Saturday, July 22, 2017

ON THE CHEETO WITH TINY HANDS

by Sue Brannan Walker





Hades, Hell’s Bells, the smoke’s getting to me, Hephaestus sending Olympian signals ‘bout all the hubbub happening on earth, worse than Hermes hiding Apollo’s herd of cows, no matter that Hera and Helios and hordes of many-headed beasts thought it was a horrible thing to do and getting all heated up about the theft, and I say that even worse than Hades hitting on Persephone and hauling her off to the Underworld is old Howhard’s grabbing girls by their honey-pots and his acts of deportation and well, you could hear all the howling from Hell to Houston, from Hamburg to Hanoi to Hermopolis in Greece, and damned if that orange windbag, that short-fingered Vulgarian with baby hands, that wallaroo hailing huge crowds and all those alternative facts erupting like Klyuchevskoy in eastern Russia: cough, choke, hawk, hem and—Deîmos kaì Phóbos, yuge horror and fear. Smell rotten orange, hear it, the nasalizing pain of it, the oink, grunt, squeal of that canker-headed scobblelotcher that needs to be hog-tied?  It is hard to get a handle on all the hullabaloo, but trust that trumpdignation and limiting the reach of mini-hands might set us free. 

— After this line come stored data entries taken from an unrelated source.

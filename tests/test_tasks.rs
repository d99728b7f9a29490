use v4front::{compile, Op};

#[test]
fn test_task_words_compile_to_single_opcodes() {
    for (source, op) in [
        ("SPAWN", Op::TaskSpawn),
        ("TASK-EXIT", Op::TaskExit),
        ("SLEEP", Op::TaskSleep),
        ("MS", Op::TaskSleep),
        ("YIELD", Op::TaskYield),
        ("PAUSE", Op::TaskYield),
        ("CRITICAL", Op::CriticalEnter),
        ("UNCRITICAL", Op::CriticalExit),
        ("SEND", Op::TaskSend),
        ("RECEIVE", Op::TaskReceive),
        ("RECEIVE-BLOCKING", Op::TaskReceiveBlocking),
        ("ME", Op::TaskSelf),
        ("TASKS", Op::TaskCount),
    ] {
        let program = compile(source).unwrap();
        assert_eq!(program.main[0], op as u8, "source: {}", source);
        assert_eq!(program.main[1], Op::Ret as u8);
    }
}

#[test]
fn test_task_words_case_insensitive() {
    assert_eq!(compile("spawn").unwrap().main[0], Op::TaskSpawn as u8);
    assert_eq!(compile("yield").unwrap().main[0], Op::TaskYield as u8);
    assert_eq!(compile("me").unwrap().main[0], Op::TaskSelf as u8);
}

#[test]
fn test_sleep_with_duration() {
    // LIT 100, TASK_SLEEP, RET
    let program = compile("100 SLEEP").unwrap();
    assert_eq!(program.main.len(), 7);
    assert_eq!(program.main[0], Op::Lit as u8);
    assert_eq!(program.main[5], Op::TaskSleep as u8);
}

#[test]
fn test_task_words_inside_definitions() {
    let program = compile(": WORKER BEGIN YIELD AGAIN ;").unwrap();
    assert!(program.words[0].code.contains(&(Op::TaskYield as u8)));
}

#[test]
fn test_critical_section_pattern() {
    let program = compile("CRITICAL 1 2 + UNCRITICAL").unwrap();
    assert_eq!(program.main[0], Op::CriticalEnter as u8);
    assert_eq!(program.main[program.main.len() - 2], Op::CriticalExit as u8);
}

Sue Brannan Walker is Professor Emerita from the University of South Alabama. She was Poet Laureate of Alabama from 2003-2012. She is the publisher of Negative Capability Press, the author of The Ecopoetics of James Dickey, ten books of poetry, and has published critical articles on Marge Piercy, Richard Eberhart, Flannery O’Connor, Carson McCullers, as well as edited numerous anthologies.